Among the entries below, which lines include the string "parse"? Show each one.

━━ RECORD EXTRACTS

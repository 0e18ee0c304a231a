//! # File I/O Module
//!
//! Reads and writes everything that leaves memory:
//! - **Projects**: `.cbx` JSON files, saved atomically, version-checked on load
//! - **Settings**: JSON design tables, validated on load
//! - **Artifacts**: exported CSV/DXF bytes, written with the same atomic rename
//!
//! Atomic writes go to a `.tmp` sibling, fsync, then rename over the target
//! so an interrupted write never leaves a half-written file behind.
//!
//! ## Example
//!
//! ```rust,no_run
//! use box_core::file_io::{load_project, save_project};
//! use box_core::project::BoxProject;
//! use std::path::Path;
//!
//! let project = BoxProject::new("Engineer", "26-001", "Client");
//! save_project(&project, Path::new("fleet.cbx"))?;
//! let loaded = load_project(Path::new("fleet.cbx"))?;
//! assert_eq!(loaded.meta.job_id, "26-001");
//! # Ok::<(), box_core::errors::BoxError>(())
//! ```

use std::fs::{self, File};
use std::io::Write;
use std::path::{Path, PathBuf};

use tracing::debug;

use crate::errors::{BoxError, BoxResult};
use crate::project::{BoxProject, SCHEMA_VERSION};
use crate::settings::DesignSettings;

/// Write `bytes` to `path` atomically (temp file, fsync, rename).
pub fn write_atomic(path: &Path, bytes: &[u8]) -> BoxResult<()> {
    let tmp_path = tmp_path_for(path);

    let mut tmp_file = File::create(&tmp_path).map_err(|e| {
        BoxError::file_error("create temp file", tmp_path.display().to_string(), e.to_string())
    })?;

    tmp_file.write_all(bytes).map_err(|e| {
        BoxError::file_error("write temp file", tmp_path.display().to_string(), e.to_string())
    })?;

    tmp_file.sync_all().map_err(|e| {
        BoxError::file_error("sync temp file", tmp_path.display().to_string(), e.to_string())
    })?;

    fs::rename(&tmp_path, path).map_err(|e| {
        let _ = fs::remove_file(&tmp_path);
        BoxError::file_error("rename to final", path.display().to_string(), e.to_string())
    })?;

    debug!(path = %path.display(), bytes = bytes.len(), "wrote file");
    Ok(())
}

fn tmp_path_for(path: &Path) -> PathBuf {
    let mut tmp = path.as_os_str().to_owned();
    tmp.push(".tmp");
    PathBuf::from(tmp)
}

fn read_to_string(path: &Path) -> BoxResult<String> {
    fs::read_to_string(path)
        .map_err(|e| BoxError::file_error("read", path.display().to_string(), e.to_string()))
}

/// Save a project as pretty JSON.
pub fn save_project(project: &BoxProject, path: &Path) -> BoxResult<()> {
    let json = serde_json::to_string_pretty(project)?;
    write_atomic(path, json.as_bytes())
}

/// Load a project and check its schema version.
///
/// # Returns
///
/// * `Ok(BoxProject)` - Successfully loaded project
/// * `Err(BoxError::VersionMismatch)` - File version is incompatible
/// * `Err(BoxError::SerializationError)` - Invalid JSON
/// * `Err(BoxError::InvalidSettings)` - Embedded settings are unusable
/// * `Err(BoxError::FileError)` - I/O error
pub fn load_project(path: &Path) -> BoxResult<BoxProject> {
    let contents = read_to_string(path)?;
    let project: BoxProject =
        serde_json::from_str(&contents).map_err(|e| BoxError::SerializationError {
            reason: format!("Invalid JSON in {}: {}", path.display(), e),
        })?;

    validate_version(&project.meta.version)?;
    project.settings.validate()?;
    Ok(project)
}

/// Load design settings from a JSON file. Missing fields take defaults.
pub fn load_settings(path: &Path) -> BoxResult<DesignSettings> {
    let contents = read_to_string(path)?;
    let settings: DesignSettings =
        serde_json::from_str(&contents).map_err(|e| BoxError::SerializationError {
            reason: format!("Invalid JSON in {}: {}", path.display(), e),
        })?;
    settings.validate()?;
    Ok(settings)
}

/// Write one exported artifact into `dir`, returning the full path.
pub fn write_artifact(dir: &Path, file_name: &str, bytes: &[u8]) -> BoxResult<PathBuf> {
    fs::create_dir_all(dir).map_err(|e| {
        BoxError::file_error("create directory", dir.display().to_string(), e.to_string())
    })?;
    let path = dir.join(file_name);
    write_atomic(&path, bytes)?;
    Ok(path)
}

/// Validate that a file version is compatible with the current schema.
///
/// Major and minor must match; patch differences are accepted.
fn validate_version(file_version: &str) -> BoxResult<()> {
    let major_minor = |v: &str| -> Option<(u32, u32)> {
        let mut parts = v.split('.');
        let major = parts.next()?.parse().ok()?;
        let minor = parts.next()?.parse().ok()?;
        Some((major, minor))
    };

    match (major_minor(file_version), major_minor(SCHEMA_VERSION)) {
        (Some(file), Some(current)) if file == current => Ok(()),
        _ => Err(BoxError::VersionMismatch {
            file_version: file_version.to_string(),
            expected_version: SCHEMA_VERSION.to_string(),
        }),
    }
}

━━━━
━━ RECORD EXTRACTS

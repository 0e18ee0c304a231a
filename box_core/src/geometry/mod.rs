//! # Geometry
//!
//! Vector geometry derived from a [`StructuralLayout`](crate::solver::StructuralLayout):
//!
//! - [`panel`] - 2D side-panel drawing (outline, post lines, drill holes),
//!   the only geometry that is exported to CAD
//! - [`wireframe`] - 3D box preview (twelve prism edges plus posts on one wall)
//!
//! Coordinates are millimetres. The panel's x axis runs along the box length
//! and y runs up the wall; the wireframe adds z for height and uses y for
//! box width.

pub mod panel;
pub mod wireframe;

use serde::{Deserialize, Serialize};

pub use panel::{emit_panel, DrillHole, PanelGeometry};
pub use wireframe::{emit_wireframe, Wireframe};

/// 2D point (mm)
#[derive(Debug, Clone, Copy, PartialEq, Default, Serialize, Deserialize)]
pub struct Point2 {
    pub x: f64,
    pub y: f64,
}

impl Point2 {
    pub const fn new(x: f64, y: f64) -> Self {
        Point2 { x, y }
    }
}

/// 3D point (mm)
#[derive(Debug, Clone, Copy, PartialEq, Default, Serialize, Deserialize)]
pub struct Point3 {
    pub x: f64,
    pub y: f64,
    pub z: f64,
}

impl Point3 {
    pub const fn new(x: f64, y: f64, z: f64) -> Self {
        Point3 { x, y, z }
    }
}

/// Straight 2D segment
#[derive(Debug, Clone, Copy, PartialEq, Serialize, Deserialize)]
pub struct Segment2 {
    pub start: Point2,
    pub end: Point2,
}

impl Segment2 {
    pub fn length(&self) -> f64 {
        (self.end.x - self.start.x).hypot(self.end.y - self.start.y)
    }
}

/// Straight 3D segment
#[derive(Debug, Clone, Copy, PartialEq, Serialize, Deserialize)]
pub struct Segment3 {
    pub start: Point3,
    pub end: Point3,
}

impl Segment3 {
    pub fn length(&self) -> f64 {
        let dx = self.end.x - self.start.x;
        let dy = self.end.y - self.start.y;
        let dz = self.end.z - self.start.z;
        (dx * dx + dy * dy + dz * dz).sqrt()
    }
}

━━━━

§ OUTPUT OF THE EXERCISE
        let major = parts.next()?.parse().ok()?;
        let minor = parts.next()?.parse().ok()?;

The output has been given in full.